### [Work item]
From the first line onward, reproduce the records exactly; the final line to include is the one holding "if let Some(marker)".
────────────────
//! Authoring checks for automaton definitions.
//!
//! The engine trusts its definition: it resolves rules by a fixed priority
//! order and never second-guesses the table. This module is the separate
//! tooling that catches authoring mistakes before a definition is built.
//!
//! Checks use Stillwater's `Validation` to accumulate ALL violations, so a
//! broken table is reported in one pass instead of one error at a time.
//!
//! # Example
//!
//! ```rust
//! use pushdown::core::{Rule, StackMatch, StackOp, StateId, Trigger};
//! use pushdown::definition::{AcceptanceMode, DefinitionParts};
//! use pushdown::validation::{check_definition, DefinitionViolation};
//!
//! let q = StateId::from("q");
//! let parts = DefinitionParts {
//!     states: vec![q.clone()],
//!     input_alphabet: ['a'].into_iter().collect(),
//!     stack_alphabet: ['Z'].into_iter().collect(),
//!     bottom_marker: 'Z',
//!     initial_state: q.clone(),
//!     accepting_states: vec![StateId::from("f")],
//!     acceptance: AcceptanceMode::FinalState,
//!     end_marker: None,
//!     rules: vec![Rule::new(q.clone(), Trigger::Lambda, StackMatch::Top('Z'), q, vec![])],
//! };
//!
//! let violations = check_definition(&parts).unwrap_err();
//! assert_eq!(violations.len(), 2);
//! assert!(matches!(violations[0], DefinitionViolation::UnknownState { .. }));
//! assert!(matches!(violations[1], DefinitionViolation::NoOpLambda { .. }));
//! ```

mod checks;
mod violations;

pub use violations::DefinitionViolation;

use crate::core::State;
use crate::definition::DefinitionParts;
use stillwater::validation::Validation;
use stillwater::NonEmptyVec;

/// Run every check over `parts`, accumulating ALL violations.
///
/// Returns `Validation::Success(())` if the table is well formed.
pub fn validate<S: State>(
    parts: &DefinitionParts<S>,
) -> Validation<(), NonEmptyVec<DefinitionViolation>> {
    let mut all = vec![checks::known_state(
        parts,
        &parts.initial_state,
        "initial state",
    )];

    for state in &parts.accepting_states {
        all.push(checks::known_state(parts, state, "accepting state"));
    }

    all.push(checks::known_stack_symbol(
        parts,
        parts.bottom_marker,
        "bottom marker",
    ));
    if let Some(marker) = parts.end_marker {
        all.push(checks::known_input_symbol(parts, marker, "end marker"));
    }

    for rule in &parts.rules {
        all.extend(checks::rule_checks(parts, rule));
    }
    all.extend(checks::unique_keys(&parts.rules));

    Validation::all_vec(all).map(|_| ())
}

/// [`validate`] as a `Result`, violations in discovery order.
pub fn check_definition<S: State>(
    parts: &DefinitionParts<S>,
) -> Result<(), Vec<DefinitionViolation>> {
    match validate(parts) {
        Validation::Success(_) => Ok(()),
        Validation::Failure(errors) => Err(errors.iter().cloned().collect()),
    }
}

#[cfg(test)]
mod tests {
    use super::*;
    use crate::core::{Rule, StackMatch, StackOp, StateId, Trigger};
    use crate::definition::AcceptanceMode;

    fn id(name: &str) -> StateId {
        StateId::from(name)
    }

    fn balanced() -> DefinitionParts<StateId> {
        DefinitionParts {
            states: vec![id("p"), id("q"), id("f")],
            input_alphabet: ['a', 'b', '$'].into_iter().collect(),
            stack_alphabet: ['A', 'Z'].into_iter().collect(),
            bottom_marker: 'Z',
            initial_state: id("p"),
            accepting_states: vec![id("f")],
            acceptance: AcceptanceMode::FinalStateAndEmptyStack,
            end_marker: Some('$'),
            rules: vec![
                Rule::new(
                    id("p"),
                    Trigger::Input('a'),
                    StackMatch::Top('Z'),
                    id("p"),
                    vec![StackOp::Push('A')],
                ),
                Rule::new(
                    id("p"),
                    Trigger::Input('b'),
                    StackMatch::Top('A'),
                    id("q"),
                    vec![StackOp::Pop],
                ),
                Rule::new(
                    id("q"),
                    Trigger::Input('$'),
                    StackMatch::Top('Z'),
                    id("f"),
                    vec![],
                ),
            ],
        }
    }

    #[test]
    fn well_formed_definition_passes() {
        assert!(validate(&balanced()).is_success());
        assert_eq!(check_definition(&balanced()), Ok(()));
    }

    #[test]
    fn accumulates_all_violations() {
        let mut parts = balanced();
        parts.initial_state = id("start");
        parts.bottom_marker = '#';
        parts.rules.push(Rule::new(
            id("q"),
            Trigger::Input('c'),
            StackMatch::Top('B'),
            id("q"),
            vec![],
        ));

        let violations = check_definition(&parts).unwrap_err();
        assert_eq!(violations.len(), 4);
        assert!(violations
            .iter()
            .any(|v| matches!(v, DefinitionViolation::UnknownState { .. })));
        assert!(violations.iter().any(|v| matches!(
            v,
            DefinitionViolation::UnknownStackSymbol { symbol: '#', .. }
        )));
        assert!(violations.iter().any(|v| matches!(
            v,
            DefinitionViolation::UnknownInputSymbol { symbol: 'c', .. }
        )));
        assert!(violations.iter().any(|v| matches!(
            v,
            DefinitionViolation::UnknownStackSymbol { symbol: 'B', .. }
        )));
    }

    #[test]
    fn duplicate_keys_reported_once() {
        let mut parts = balanced();
        let duplicate = parts.rules[0].clone();
        parts.rules.push(duplicate.clone());
        parts.rules.push(duplicate);

        let violations = check_definition(&parts).unwrap_err();
        assert_eq!(
            violations,
            vec![DefinitionViolation::DuplicateRule {
                key: "(p, a, Z)".to_string()
            }]
        );
    }

    #[test]
    fn lambda_on_wildcard_is_rejected() {
        let mut parts = balanced();
        parts.rules.push(Rule::new(
            id("q"),
            Trigger::Lambda,
            StackMatch::Any,
            id("f"),
            vec![],
        ));

        let violations = check_definition(&parts).unwrap_err();
        assert!(matches!(
            violations.as_slice(),
            [DefinitionViolation::LambdaOnWildcard { .. }]
        ));
    }

    #[test]
    fn no_op_lambda_is_rejected() {
        let mut parts = balanced();
        // pop A then push A back: nothing changes
        parts.rules.push(Rule::new(
            id("q"),
            Trigger::Lambda,
            StackMatch::Top('A'),
            id("q"),
            vec![StackOp::Pop, StackOp::Push('A')],
        ));

        let violations = check_definition(&parts).unwrap_err();
        assert!(matches!(
            violations.as_slice(),
            [DefinitionViolation::NoOpLambda { .. }]
        ));
    }

    #[test]
    fn lambda_changing_state_is_progress() {
        let mut parts = balanced();
        parts.rules.push(Rule::new(
            id("q"),
            Trigger::Lambda,
            StackMatch::Top('A'),
            id("p"),
            vec![],
        ));
        assert!(validate(&parts).is_success());
    }

    #[test]
    fn popping_bottom_marker_is_not_progress() {
        let mut parts = balanced();
        parts.rules.push(Rule::new(
            id("p"),
            Trigger::Lambda,
            StackMatch::Top('Z'),
            id("p"),
            vec![StackOp::Pop],
        ));
        let violations = check_definition(&parts).unwrap_err();
        assert_eq!(violations.len(), 1);
    }

    #[test]
    fn unknown_end_marker_is_rejected() {
        let mut parts = balanced();
        parts.end_marker = Some('#');
        let violations = check_definition(&parts).unwrap_err();
        assert_eq!(
            violations,
            vec![DefinitionViolation::UnknownInputSymbol {
                symbol: '#',
                role: "end marker".to_string()
            }]
        );
    }

    #[test]
    fn violation_messages_name_the_problem() {
        let violation = DefinitionViolation::UnknownState {
            state: "x".to_string(),
            role: "rule target".to_string(),
        };
        assert_eq!(
            violation.to_string(),
            "rule target 'x' is not a declared state"
        );
    }
}
//! Deterministic 3D simplex noise.
//!
//! CPU counterpart of the gradient noise used by the pattern shaders. The
//! generator owns a 512-entry permutation table (0-255 shuffled, then
//! duplicated) that is built once and never touched again, so a
//! [`SimplexNoise`] can be shared freely between threads.
//!
//! The table is shuffled from a fixed seed. Every generator built with
//! [`SimplexNoise::new`] is therefore identical and produces bit-identical
//! output for identical coordinates.
//!
//! # Example
//!
//! ```
//! use patternkit::noise::SimplexNoise;
//!
//! let noise = SimplexNoise::new();
//! let v = noise.noise3(0.5, 1.25, -3.0);
//! assert!((-1.0..=1.0).contains(&v));
//!
//! // Layered detail
//! let f = noise.fbm3(0.5, 1.25, -3.0, 4);
//! assert!((-1.0..=1.0).contains(&f));
//! ```

use std::collections::HashMap;
use std::fmt;
use std::sync::Arc;

use rand::rngs::StdRng;
use rand::seq::SliceRandom;
use rand::SeedableRng;

/// Seed used by [`SimplexNoise::new`].
pub const DEFAULT_SEED: u64 = 0x5EED_CAFE_F00D_0042;

// Skew / unskew factors for three dimensions.
/// Octave limit for [`SimplexNoise::fbm3`]. Further layers would add less
/// than 2^-16 of the signal.
pub const MAX_OCTAVES: u32 = 16;

const F3: f64 = 1.0 / 3.0;
const G3: f64 = 1.0 / 6.0;

/// Edge midpoints of a cube, the classic 12 simplex gradients.
const GRAD3: [[f64; 3]; 12] = [
    [1.0, 1.0, 0.0],
    [-1.0, 1.0, 0.0],
    [1.0, -1.0, 0.0],
    [-1.0, -1.0, 0.0],
    [1.0, 0.0, 1.0],
    [-1.0, 0.0, 1.0],
    [1.0, 0.0, -1.0],
    [-1.0, 0.0, -1.0],
    [0.0, 1.0, 1.0],
    [0.0, -1.0, 1.0],
    [0.0, 1.0, -1.0],
    [0.0, -1.0, -1.0],
];

/// 3D simplex noise generator with an immutable permutation table.
#[derive(Clone)]
pub struct SimplexNoise {
    seed: u64,
    perm: [u8; 512],
}

impl SimplexNoise {
    /// Create a generator using [`DEFAULT_SEED`].
    pub fn new() -> Self {
        Self::with_seed(DEFAULT_SEED)
    }

    /// Create a generator whose permutation table is shuffled from `seed`.
    ///
    /// Same seed, same table. Different seeds give unrelated fields.
    pub fn with_seed(seed: u64) -> Self {
        let mut table: Vec<u8> = (0..=255).collect();
        let mut rng = StdRng::seed_from_u64(seed);
        table.shuffle(&mut rng);

        let mut perm = [0u8; 512];
        for (i, slot) in perm.iter_mut().enumerate() {
            *slot = table[i & 255];
        }
        Self { seed, perm }
    }

    /// Seed the permutation table was built from.
    pub fn seed(&self) -> u64 {
        self.seed
    }

    /// Sample the noise field at `(x, y, z)`.
    ///
    /// Returns a value in `[-1, 1]` for every finite input. Non-finite
    /// coordinates have no lattice cell and sample as `0.0`, as do finite
    /// inputs so large that skewing overflows.
    pub fn noise3(&self, x: f64, y: f64, z: f64) -> f64 {
        if !(x.is_finite() && y.is_finite() && z.is_finite()) {
            return 0.0;
        }

        // Skew input space to find the containing simplex cell.
        let s = (x + y + z) * F3;
        let i = (x + s).floor();
        let j = (y + s).floor();
        let k = (z + s).floor();

        // Unskew the cell origin back to (x, y, z) space.
        let t = (i + j + k) * G3;
        let x0 = x - (i - t);
        let y0 = y - (j - t);
        let z0 = z - (k - t);

        // Which of the six tetrahedra are we in?
        let (i1, j1, k1, i2, j2, k2): (usize, usize, usize, usize, usize, usize) = if x0 >= y0 {
            if y0 >= z0 {
                (1, 0, 0, 1, 1, 0)
            } else if x0 >= z0 {
                (1, 0, 0, 1, 0, 1)
            } else {
                (0, 0, 1, 1, 0, 1)
            }
        } else if y0 < z0 {
            (0, 0, 1, 0, 1, 1)
        } else if x0 < z0 {
            (0, 1, 0, 0, 1, 1)
        } else {
            (0, 1, 0, 1, 1, 0)
        };

        let x1 = x0 - i1 as f64 + G3;
        let y1 = y0 - j1 as f64 + G3;
        let z1 = z0 - k1 as f64 + G3;
        let x2 = x0 - i2 as f64 + 2.0 * G3;
        let y2 = y0 - j2 as f64 + 2.0 * G3;
        let z2 = z0 - k2 as f64 + 2.0 * G3;
        let x3 = x0 - 1.0 + 3.0 * G3;
        let y3 = y0 - 1.0 + 3.0 * G3;
        let z3 = z0 - 1.0 + 3.0 * G3;

        // `as i64` saturates for huge inputs, masking keeps us in the table.
        let ii = (i as i64 & 255) as usize;
        let jj = (j as i64 & 255) as usize;
        let kk = (k as i64 & 255) as usize;

        let gi0 = self.gradient_index(ii, jj, kk);
        let gi1 = self.gradient_index(ii + i1, jj + j1, kk + k1);
        let gi2 = self.gradient_index(ii + i2, jj + j2, kk + k2);
        let gi3 = self.gradient_index(ii + 1, jj + 1, kk + 1);

        let n = corner(gi0, x0, y0, z0)
            + corner(gi1, x1, y1, z1)
            + corner(gi2, x2, y2, z2)
            + corner(gi3, x3, y3, z3);

        // Inputs near f64::MAX overflow while skewing.
        if n.is_nan() {
            return 0.0;
        }
        (32.0 * n).clamp(-1.0, 1.0)
    }

    /// Fractal Brownian motion: `octaves` layers of [`noise3`](Self::noise3),
    /// each at double the frequency and half the amplitude of the last.
    ///
    /// The sum is normalised by the total amplitude so the result stays in
    /// `[-1, 1]`. Octaves are clamped to `1..=`[`MAX_OCTAVES`].
    pub fn fbm3(&self, x: f64, y: f64, z: f64, octaves: u32) -> f64 {
        let mut sum = 0.0;
        let mut amplitude = 1.0;
        let mut frequency = 1.0;
        let mut total = 0.0;

        for _ in 0..octaves.clamp(1, MAX_OCTAVES) {
            sum += amplitude * self.noise3(x * frequency, y * frequency, z * frequency);
            total += amplitude;
            amplitude *= 0.5;
            frequency *= 2.0;
        }

        (sum / total).clamp(-1.0, 1.0)
    }

    #[inline]
    fn gradient_index(&self, i: usize, j: usize, k: usize) -> usize {
        let p = &self.perm;
        p[i + p[j + p[k] as usize] as usize] as usize % 12
    }
}

impl Default for SimplexNoise {
    fn default() -> Self {
        Self::new()
    }
}

impl fmt::Debug for SimplexNoise {
    fn fmt(&self, f: &mut fmt::Formatter<'_>) -> fmt::Result {
        f.debug_struct("SimplexNoise")
            .field("seed", &self.seed)
            .finish_non_exhaustive()
    }
}

/// Contribution of one simplex corner: `(0.6 - r²)⁴ * (g · d)`.
#[inline]
fn corner(gi: usize, x: f64, y: f64, z: f64) -> f64 {
    let t = 0.6 - x * x - y * y - z * z;
    if t < 0.0 {
        return 0.0;
    }
    let g = GRAD3[gi];
    let t2 = t * t;
    t2 * t2 * (g[0] * x + g[1] * y + g[2] * z)
}

/// String-keyed cache of shared noise generators.
///
/// Owned by whatever builds patterns; nothing here is global. Each key maps
/// to a generator seeded from a stable hash of the key, so the same key
/// always yields the same field, even after [`clear`](Self::clear).
#[derive(Debug, Default)]
pub struct NoiseCache {
    generators: HashMap<String, Arc<SimplexNoise>>,
}

impl NoiseCache {
    pub fn new() -> Self {
        Self::default()
    }

    /// Get the generator for `key`, building it on first use.
    pub fn generator(&mut self, key: &str) -> Arc<SimplexNoise> {
        if let Some(existing) = self.generators.get(key) {
            return Arc::clone(existing);
        }
        log::debug!("noise cache miss for {:?}", key);
        let generator = Arc::new(SimplexNoise::with_seed(seed_for_key(key)));
        self.generators
            .insert(key.to_string(), Arc::clone(&generator));
        generator
    }

    pub fn len(&self) -> usize {
        self.generators.len()
    }

    pub fn is_empty(&self) -> bool {
        self.generators.is_empty()
    }

    /// Drop every cached generator.
    pub fn clear(&mut self) {
        self.generators.clear();
    }
}

/// FNV-1a over the key bytes.
fn seed_for_key(key: &str) -> u64 {
    key.bytes().fold(0xcbf2_9ce4_8422_2325, |hash, byte| {
        (hash ^ byte as u64).wrapping_mul(0x0000_0100_0000_01b3)
    })
}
────────────────
### [Exercise response]
//! Authoring checks for automaton definitions.
//!
//! The engine trusts its definition: it resolves rules by a fixed priority
//! order and never second-guesses the table. This module is the separate
//! tooling that catches authoring mistakes before a definition is built.
//!
//! Checks use Stillwater's `Validation` to accumulate ALL violations, so a
//! broken table is reported in one pass instead of one error at a time.
//!
//! # Example
//!
//! ```rust
//! use pushdown::core::{Rule, StackMatch, StackOp, StateId, Trigger};
//! use pushdown::definition::{AcceptanceMode, DefinitionParts};
//! use pushdown::validation::{check_definition, DefinitionViolation};
//!
//! let q = StateId::from("q");
//! let parts = DefinitionParts {
//!     states: vec![q.clone()],
//!     input_alphabet: ['a'].into_iter().collect(),
//!     stack_alphabet: ['Z'].into_iter().collect(),
//!     bottom_marker: 'Z',
//!     initial_state: q.clone(),
//!     accepting_states: vec![StateId::from("f")],
//!     acceptance: AcceptanceMode::FinalState,
//!     end_marker: None,
//!     rules: vec![Rule::new(q.clone(), Trigger::Lambda, StackMatch::Top('Z'), q, vec![])],
//! };
//!
//! let violations = check_definition(&parts).unwrap_err();
//! assert_eq!(violations.len(), 2);
//! assert!(matches!(violations[0], DefinitionViolation::UnknownState { .. }));
//! assert!(matches!(violations[1], DefinitionViolation::NoOpLambda { .. }));
//! ```

mod checks;
mod violations;

pub use violations::DefinitionViolation;

use crate::core::State;
use crate::definition::DefinitionParts;
use stillwater::validation::Validation;
use stillwater::NonEmptyVec;

/// Run every check over `parts`, accumulating ALL violations.
///
/// Returns `Validation::Success(())` if the table is well formed.
pub fn validate<S: State>(
    parts: &DefinitionParts<S>,
) -> Validation<(), NonEmptyVec<DefinitionViolation>> {
    let mut all = vec![checks::known_state(
        parts,
        &parts.initial_state,
        "initial state",
    )];

    for state in &parts.accepting_states {
        all.push(checks::known_state(parts, state, "accepting state"));
    }

    all.push(checks::known_stack_symbol(
        parts,
        parts.bottom_marker,
        "bottom marker",
    ));
    if let Some(marker) = parts.end_marker {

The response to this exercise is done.